A prospective multicenter trial of deep learning auto-segmentation for organs at risk in thoracic radiotherapy.
Authors
Affiliations (11)
Affiliations (11)
- Department of Radiation Oncology, Key Laboratory of Cancer Prevention and Therapy, Tianjin Medical University Cancer Institute & Hospital, National Clinical Research Center for Cancer, Tianjin's Clinical Research Center for Cancer, Tianjin, China.
- Department of Oncology, Institute of Integrative Oncology, Tianjin Union Medical Center, Nankai University School of Medicine, Tianjin, China.
- School of Computer Science and Engineering, Sun Yat-sen University, Guangzhou, China.
- Perception Vision Medical Technology (PVmed), Guangzhou, China.
- Institute of Radiation Oncology, Cancer Center, Hubei Key Laboratory of Precision Radiation Oncology, Union Hospital, Tongji Medical College, Huazhong University of Science and Technology, Wuhan, China.
- Department of Radiation Oncology, The Shanxi Province Cancer Hospital/Shanxi Hospital Affiliated to Cancer Hospital, Chinese Academy of Medical Sciences/Cancer Hospital Affiliated to Shanxi Medical University, Taiyuan, Shanxi, China.
- Department of Radiation Oncology, The Cancer Center of The Fifth Affiliated Hospital, Sun Yat-sen University, Zhuhai, Guangdong, China.
- Department of Thoracic Oncology, The Cancer Center of The Fifth Affiliated Hospital, Sun Yat-sen University, Zhuhai, Guangdong, China.
- School of Pharmacy, Faculty of Medicine, Macau University of Science and Technology, Macau, China.
- Department of Radiation Therapy, Nanxishan Hospital of Guangxi Zhuang Autonomous Region, Guilin, China.
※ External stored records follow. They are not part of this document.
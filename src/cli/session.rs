//! Interactive session
//!
//! A [`Session`] owns the store and runs one input line at a time through
//! the lexer, the dispatcher and the store, collecting everything the user
//! should see as [`Message`]s.

use tracing::debug;

use crate::command::{dispatch, Action, CommandTree, DispatchError, Resolved, Special};
use crate::config::Settings;
use crate::display::{format_account_list, format_caret, format_options, format_property, format_tree};
use crate::error::{PwmgrError, PwmgrResult};
use crate::lexer::{tokenize, Value};
use crate::storage::Store;

use super::help::{banner, run_help};
use super::output::{Message, Outcome};

/// Messages describing a dispatch failure on `line`
pub(crate) fn dispatch_error_messages(line: &str, err: &DispatchError) -> Vec<Message> {
    let mut messages = vec![Message::error(err.to_string())];
    if let Some(offset) = err.offset() {
        messages.push(Message::log(format_caret(line, offset)));
    }
    if let Some(node) = err.options() {
        let options = format_options(node);
        if !options.is_empty() {
            messages.push(Message::log(options));
        }
    }
    messages
}

fn error_message(err: &PwmgrError) -> Message {
    if err.is_fatal() {
        Message::fatal(err.to_string())
    } else {
        Message::error(err.to_string())
    }
}

fn arg<'a>(args: &[Value<'a>], index: usize) -> PwmgrResult<&'a str> {
    args.get(index)
        .map(|value| value.as_str())
        .ok_or_else(|| PwmgrError::Validation(format!("Missing argument {}", index + 1)))
}

/// One interactive session over a store
#[derive(Debug)]
pub struct Session {
    store: Store,
    tree: CommandTree,
    settings: Settings,
}

impl Session {
    pub fn new(store: Store, settings: Settings) -> Self {
        Self {
            store,
            tree: CommandTree::standard(),
            settings,
        }
    }

    pub fn store(&self) -> &Store {
        &self.store
    }

    pub fn settings(&self) -> &Settings {
        &self.settings
    }

    pub fn banner(&self) -> Vec<Message> {
        banner()
    }

    /// Run one input line
    ///
    /// Blank lines produce no output. Failures never leave the store half
    /// written; they are reported as messages.
    pub fn execute_line(&self, line: &str) -> Outcome {
        let mut outcome = Outcome::default();

        let stream = match tokenize(line) {
            Ok(stream) => stream,
            Err(err) => {
                outcome.push(Message::error(PwmgrError::from(err).to_string()));
                outcome.push(Message::log(format_caret(line, err.offset)));
                return outcome;
            }
        };
        if stream.is_empty() {
            return outcome;
        }

        match dispatch(stream, &self.tree) {
            Ok(Resolved::Command { action, args, .. }) => {
                if let Err(err) = self.run(action, &args, &mut outcome) {
                    debug!(?action, error = %err, "command failed");
                    outcome.push(error_message(&err));
                }
            }
            Ok(Resolved::Special {
                special: Special::Help,
                rest,
                ..
            }) => run_help(&self.tree, rest, &mut outcome),
            Err(err) => outcome.messages.extend(dispatch_error_messages(line, &err)),
        }

        if outcome.is_fatal() {
            outcome.quit = true;
        }
        outcome
    }

    fn run(&self, action: Action, args: &[Value<'_>], outcome: &mut Outcome) -> PwmgrResult<()> {
        match action {
            Action::AddAccount => {
                let name = arg(args, 0)?;
                self.store.create_account(name)?;
                outcome.push(Message::log(format!(
                    "Created new account '{}' inside '{}'",
                    name,
                    self.store.paths().base_dir().display()
                )));
            }
            Action::AddProperty => {
                let (property, account, value) = (arg(args, 0)?, arg(args, 1)?, arg(args, 2)?);
                self.store.append_property(account, property, value)?;
                outcome.push(Message::log(format!(
                    "Written '{}' to account '{}'",
                    property, account
                )));
            }
            Action::RemoveAccount => {
                let name = arg(args, 0)?;
                self.store.remove_account(name)?;
                outcome.push(Message::log(format!(
                    "Successfully removed account '{}'",
                    name
                )));
            }
            Action::RemoveProperty => {
                let (property, account) = (arg(args, 0)?, arg(args, 1)?);
                self.store.remove_property(account, property)?;
                outcome.push(Message::log(format!(
                    "Removed property '{}' from account '{}'",
                    property, account
                )));
            }
            Action::ShowAccount => self.show_account(arg(args, 0)?, outcome)?,
            Action::ShowJournal => self.show_journal(outcome)?,
            Action::ListAccounts => {
                let names = self.store.list_accounts()?;
                outcome.push(Message::log(format_account_list(&names)));
            }
            Action::Tree => outcome.push(Message::log(format_tree(self.tree.root()))),
            Action::Clear => outcome.clear = true,
            Action::Quit => outcome.quit = true,
        }
        if action.is_mutation() {
            debug!(?action, "store updated");
        }
        Ok(())
    }

    /// Print properties as they are read; a corrupt tail keeps the good head
    fn show_account(&self, name: &str, outcome: &mut Outcome) -> PwmgrResult<()> {
        let properties = self.store.read_account(name)?;
        outcome.push(Message::highlight(format!("Account '{}':", name)));

        let mut count = 0;
        for property in properties {
            outcome.push(Message::log(format_property(&property?)));
            count += 1;
        }
        if count == 0 {
            outcome.push(Message::log("(no properties)"));
        }
        Ok(())
    }

    /// Count header, then one line per entry
    ///
    /// A corrupt journal has no count; the listing stops where it broke.
    fn show_journal(&self, outcome: &mut Outcome) -> PwmgrResult<()> {
        let journal = self.store.journal();
        if let Ok(total) = journal.entry_count() {
            if total == 0 {
                outcome.push(Message::log("The journal is empty"));
                return Ok(());
            }
            let noun = if total == 1 { "entry" } else { "entries" };
            outcome.push(Message::highlight(format!("Journal ({} {}):", total, noun)));
        }

        for entry in journal.read_all()? {
            outcome.push(Message::log(entry?.format_human_readable()));
        }
        Ok(())
    }
}
//! Journal entry data structures
//!
//! Defines the mutation kinds that are journaled and the binary layout of one
//! entry: a tag byte, a little-endian `i64` Unix timestamp in seconds, then
//! the kind's fields, each NUL-terminated.

use chrono::{DateTime, SubsecRound, Utc};

/// Size of the fixed prefix of every entry (tag + timestamp)
pub const HEADER_LEN: usize = 9;

/// Types of mutations that are journaled
#[derive(Debug, Clone, Copy, PartialEq, Eq)]
pub enum EntryKind {
    AddAccount,
    RemoveAccount,
    AddProperty,
    RemoveProperty,
}

impl EntryKind {
    /// On-disk tag byte
    pub fn tag(self) -> u8 {
        match self {
            EntryKind::AddAccount => 1,
            EntryKind::RemoveAccount => 2,
            EntryKind::AddProperty => 3,
            EntryKind::RemoveProperty => 4,
        }
    }

    pub fn from_tag(tag: u8) -> Option<Self> {
        match tag {
            1 => Some(EntryKind::AddAccount),
            2 => Some(EntryKind::RemoveAccount),
            3 => Some(EntryKind::AddProperty),
            4 => Some(EntryKind::RemoveProperty),
            _ => None,
        }
    }

    /// Number of NUL-terminated fields following the header
    pub fn field_count(self) -> usize {
        match self {
            EntryKind::AddAccount | EntryKind::RemoveAccount => 1,
            EntryKind::RemoveProperty => 2,
            EntryKind::AddProperty => 3,
        }
    }
}

impl std::fmt::Display for EntryKind {
    fn fmt(&self, f: &mut std::fmt::Formatter<'_>) -> std::fmt::Result {
        match self {
            EntryKind::AddAccount => write!(f, "ADD_ACCOUNT"),
            EntryKind::RemoveAccount => write!(f, "REMOVE_ACCOUNT"),
            EntryKind::AddProperty => write!(f, "ADD_PROPERTY"),
            EntryKind::RemoveProperty => write!(f, "REMOVE_PROPERTY"),
        }
    }
}

/// A journaled mutation and its arguments
#[derive(Debug, Clone, PartialEq, Eq)]
pub enum JournalEvent {
    AddAccount {
        account: String,
    },
    RemoveAccount {
        account: String,
    },
    AddProperty {
        property: String,
        account: String,
        value: String,
    },
    RemoveProperty {
        property: String,
        account: String,
    },
}

impl JournalEvent {
    pub fn kind(&self) -> EntryKind {
        match self {
            JournalEvent::AddAccount { .. } => EntryKind::AddAccount,
            JournalEvent::RemoveAccount { .. } => EntryKind::RemoveAccount,
            JournalEvent::AddProperty { .. } => EntryKind::AddProperty,
            JournalEvent::RemoveProperty { .. } => EntryKind::RemoveProperty,
        }
    }

    /// Fields in on-disk order
    pub fn fields(&self) -> Vec<&str> {
        match self {
            JournalEvent::AddAccount { account } | JournalEvent::RemoveAccount { account } => {
                vec![account.as_str()]
            }
            JournalEvent::AddProperty {
                property,
                account,
                value,
            } => vec![property.as_str(), account.as_str(), value.as_str()],
            JournalEvent::RemoveProperty { property, account } => {
                vec![property.as_str(), account.as_str()]
            }
        }
    }

    /// Rebuild an event from its decoded fields
    ///
    /// Returns `None` when the number of fields does not match `kind`.
    pub fn from_fields(kind: EntryKind, fields: Vec<String>) -> Option<Self> {
        if fields.len() != kind.field_count() {
            return None;
        }
        let mut fields = fields.into_iter();
        let mut next = || fields.next().unwrap_or_default();

        Some(match kind {
            EntryKind::AddAccount => JournalEvent::AddAccount { account: next() },
            EntryKind::RemoveAccount => JournalEvent::RemoveAccount { account: next() },
            EntryKind::AddProperty => JournalEvent::AddProperty {
                property: next(),
                account: next(),
                value: next(),
            },
            EntryKind::RemoveProperty => JournalEvent::RemoveProperty {
                property: next(),
                account: next(),
            },
        })
    }
}

/// A single journal entry
#[derive(Debug, Clone, PartialEq, Eq)]
pub struct JournalEntry {
    /// When the mutation happened, whole seconds (UTC)
    pub timestamp: DateTime<Utc>,

    /// What was changed
    pub event: JournalEvent,
}

impl JournalEntry {
    /// Create an entry stamped with the current time
    pub fn new(event: JournalEvent) -> Self {
        Self {
            timestamp: Utc::now().trunc_subsecs(0),
            event,
        }
    }

    pub fn with_timestamp(event: JournalEvent, timestamp: DateTime<Utc>) -> Self {
        Self { timestamp, event }
    }

    pub fn kind(&self) -> EntryKind {
        self.event.kind()
    }

    /// Serialize into the on-disk layout
    pub fn encode(&self) -> Vec<u8> {
        let fields = self.event.fields();
        let len = HEADER_LEN + fields.iter().map(|f| f.len() + 1).sum::<usize>();

        let mut out = Vec::with_capacity(len);
        out.push(self.kind().tag());
        out.extend_from_slice(&self.timestamp.timestamp().to_le_bytes());
        for field in fields {
            out.extend_from_slice(field.as_bytes());
            out.push(0);
        }
        out
    }

    /// Format the entry for display
    pub fn format_human_readable(&self) -> String {
        let timestamp = self.timestamp.format("%Y-%m-%d %H:%M:%S UTC");

        let description = match &self.event {
            JournalEvent::AddAccount { account } => format!("Added account '{}'", account),
            JournalEvent::RemoveAccount { account } => format!("Removed account '{}'", account),
            JournalEvent::AddProperty {
                property,
                account,
                value,
            } => format!(
                "Added property '{}' to account '{}' with value '{}'",
                property, account, value
            ),
            JournalEvent::RemoveProperty { property, account } => {
                format!("Removed property '{}' from account '{}'", property, account)
            }
        };

        format!("[{}] {}", timestamp, description)
    }
}
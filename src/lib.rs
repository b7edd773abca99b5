//! pwmgr - interactive manager for account records
//!
//! Accounts are plain files of NUL-terminated `name, value` pairs in one
//! data directory. Commands typed at a prompt walk a fixed command tree, and
//! every change to an account is appended to a journal.
//!
//! # Architecture
//!
//! The crate is organized into the following modules:
//!
//! - `lexer`: Splits an input line into typed tokens
//! - `command`: Static command tree and the dispatcher that walks it
//! - `storage`: Account files, scanning and crash-safe rewrites
//! - `journal`: Append-only record of every mutation
//! - `config`: Configuration and path management
//! - `display`: Plain-text formatting of trees, options and accounts
//! - `cli`: Session that ties the pieces together for the prompt
//! - `error`: Custom error types
//!
//! # Example
//!
//! ```rust,no_run
//! use pwmgr::cli::Session;
//! use pwmgr::config::{PwmgrPaths, Settings};
//! use pwmgr::storage::Store;
//!
//! # fn main() -> Result<(), pwmgr::PwmgrError> {
//! let paths = PwmgrPaths::new()?;
//! let settings = Settings::load_or_create(&paths)?;
//! let session = Session::new(Store::open(paths, &settings)?, settings);
//!
//! for message in session.execute_line("list accounts").messages {
//!     println!("{}", message);
//! }
//! # Ok(())
//! # }
//! ```

pub mod cli;
pub mod command;
pub mod config;
pub mod display;
pub mod error;
pub mod journal;
pub mod lexer;
pub mod storage;

pub use error::PwmgrError;
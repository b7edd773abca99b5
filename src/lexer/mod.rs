//! Lexer for the command language
//!
//! Turns one input line into a [`TokenStream`]. Tokens only record their kind
//! and byte offset; lengths and payloads are recomputed from the line on
//! demand, so a token can never disagree with the text it came from.
//!
//! # Example
//!
//! ```rust
//! use pwmgr::lexer::{tokenize, TokenKind};
//!
//! let stream = tokenize("add account foo").unwrap();
//! let kinds: Vec<TokenKind> = stream.tokens().iter().map(|t| t.kind).collect();
//! assert_eq!(kinds, vec![TokenKind::Word; 3]);
//! ```

mod scan;
mod token;

use std::fmt;

use thiserror::Error;

use scan::{ByteClass, StringExtent};
pub use token::{Token, TokenKind, Value};

/// Longest word-class run accepted by the lexer, in bytes
pub const MAX_WORD_LEN: usize = 255;

/// Why a line failed to tokenize
#[derive(Debug, Clone, Copy, PartialEq, Eq)]
pub enum LexErrorKind {
    /// Byte outside every class (including a stray escape)
    UnrecognizedByte,
    /// Line ended inside a string
    UnterminatedString,
    /// Escape inside a string not followed by a quote
    InvalidEscape,
    /// Word run longer than [`MAX_WORD_LEN`]
    WordTooLong,
    /// Digit run that does not fit in a `u64`
    NumberTooLarge,
}

impl fmt::Display for LexErrorKind {
    fn fmt(&self, f: &mut fmt::Formatter<'_>) -> fmt::Result {
        let text = match self {
            Self::UnrecognizedByte => "unrecognized character",
            Self::UnterminatedString => "unterminated string",
            Self::InvalidEscape => "only '\"' may follow '\\' inside a string",
            Self::WordTooLong => "word exceeds the maximum length",
            Self::NumberTooLarge => "number is too large",
        };
        f.write_str(text)
    }
}

/// A syntax error with the byte offset it points at
#[derive(Error, Debug, Clone, Copy, PartialEq, Eq)]
#[error("{kind} at position {offset}")]
pub struct LexError {
    pub kind: LexErrorKind,
    pub offset: usize,
}

impl LexError {
    pub fn new(kind: LexErrorKind, offset: usize) -> Self {
        Self { kind, offset }
    }
}

/// Tokens of one line plus a read cursor
#[derive(Debug, Clone, PartialEq, Eq)]
pub struct TokenStream<'a> {
    line: &'a str,
    tokens: Vec<Token>,
    cursor: usize,
}

impl<'a> TokenStream<'a> {
    /// The line the tokens were read from
    pub fn line(&self) -> &'a str {
        self.line
    }

    /// All tokens, including already consumed ones
    pub fn tokens(&self) -> &[Token] {
        &self.tokens
    }

    pub fn is_empty(&self) -> bool {
        self.tokens.is_empty()
    }

    pub fn has_next(&self) -> bool {
        self.cursor < self.tokens.len()
    }

    /// Number of tokens not yet consumed
    pub fn remaining(&self) -> usize {
        self.tokens.len() - self.cursor
    }

    pub fn peek_token(&self) -> Option<Token> {
        self.tokens.get(self.cursor).copied()
    }

    pub fn next_token(&mut self) -> Option<Token> {
        let token = self.peek_token()?;
        self.cursor += 1;
        Some(token)
    }

    /// Byte length of a token, recomputed from its offset
    pub fn token_len(&self, token: Token) -> usize {
        let bytes = self.line.as_bytes();
        match token.kind {
            TokenKind::Word | TokenKind::Number => scan::word_run_len(bytes, token.offset),
            TokenKind::String => match scan::string_extent(bytes, token.offset) {
                StringExtent::Closed(len) => len,
                StringExtent::BadEscape(_) | StringExtent::Unterminated => {
                    bytes.len() - token.offset
                }
            },
            _ => 1,
        }
    }

    /// Raw text of a token as it appears in the line
    pub fn text(&self, token: Token) -> &'a str {
        let line = self.line;
        &line[token.offset..token.offset + self.token_len(token)]
    }

    /// Payload of a literal token; punctuation has none
    pub fn value(&self, token: Token) -> Option<Value<'a>> {
        let text = self.text(token);
        match token.kind {
            TokenKind::Word => Some(Value::Word(text)),
            TokenKind::String => Some(Value::Str(&text[1..text.len() - 1])),
            // tokenize rejects digit runs that overflow
            TokenKind::Number => Some(Value::Number {
                value: text.parse().unwrap_or(u64::MAX),
                literal: text,
            }),
            _ => None,
        }
    }
}

/// Split a line into tokens
///
/// Empty and whitespace-only lines give an empty stream.
pub fn tokenize(line: &str) -> Result<TokenStream<'_>, LexError> {
    let bytes = line.as_bytes();
    let mut tokens = Vec::new();
    let mut pos = 0;

    while pos < bytes.len() {
        match scan::classify(bytes[pos]) {
            ByteClass::Space => pos += 1,
            ByteClass::Word => {
                let len = scan::word_run_len(bytes, pos);
                if len > MAX_WORD_LEN {
                    return Err(LexError::new(LexErrorKind::WordTooLong, pos));
                }
                let run = &bytes[pos..pos + len];
                let kind = scan::word_kind(run);
                if kind == TokenKind::Number && line[pos..pos + len].parse::<u64>().is_err() {
                    return Err(LexError::new(LexErrorKind::NumberTooLarge, pos));
                }
                tokens.push(Token::new(kind, pos));
                pos += len;
            }
            ByteClass::Quote => match scan::string_extent(bytes, pos) {
                StringExtent::Closed(len) => {
                    tokens.push(Token::new(TokenKind::String, pos));
                    pos += len;
                }
                StringExtent::BadEscape(at) => {
                    return Err(LexError::new(LexErrorKind::InvalidEscape, at));
                }
                StringExtent::Unterminated => {
                    return Err(LexError::new(LexErrorKind::UnterminatedString, pos));
                }
            },
            ByteClass::Punctuation(kind) => {
                tokens.push(Token::new(kind, pos));
                pos += 1;
            }
            ByteClass::Escape | ByteClass::Unrecognized => {
                return Err(LexError::new(LexErrorKind::UnrecognizedByte, pos));
            }
        }
    }

    Ok(TokenStream {
        line,
        tokens,
        cursor: 0,
    })
}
- Department of Radiation Oncology, Key Laboratory of Cancer Prevention and Therapy, Tianjin Medical University Cancer Institute & Hospital, National Clinical Research Center for Cancer, Tianjin's Clinical Research Center for Cancer, Tianjin, China. [email protected].
Abstract
Widespread clinical implementation of rapidly evolving auto-segmentation tools remains constrained by a scarcity of high-quality prospective evidence. Here we show the results of a prospective, multicenter, observational trial (NCT05787522) evaluating the clinical performance of a deep learning model (iCurveE) for artificial intelligence (AI)-assisted delineation of organs at risk (OARs) in thoracic and breast cancer radiotherapy. Computed tomography images from 500 patients across five centers are annotated by 37 physicians using manual, AI-generated, and AI-assisted methods. Eleven thoracic OARs are evaluated based on the primary endpoints of volumetric Dice similarity coefficient (vDSC) and contouring time, alongside secondary metrics including 95% Hausdorff Distance (HD95). We prospectively annotate 2,483 OAR sets (27,043 OARs): 993 manual, 497 AI-generated, and 993 AI-assisted. AI-assisted delineation achieves significantly better vDSC (mean, 0.902) and HD95 (mean, 5.20 mm) than manual delineation (mean vDSC, 0.857; mean HD95, 8.01 mm; p < 0.0001) while improving time efficiency by 81.63% (median: 10.0 vs. 55.0 min; p < 0.0001). AI-assisted delineation reduces performance variability across centers and physicians with varying expertise. This study validates the clinical applicability of AI-assisted delineation in improving delineation performance and promoting healthcare equity.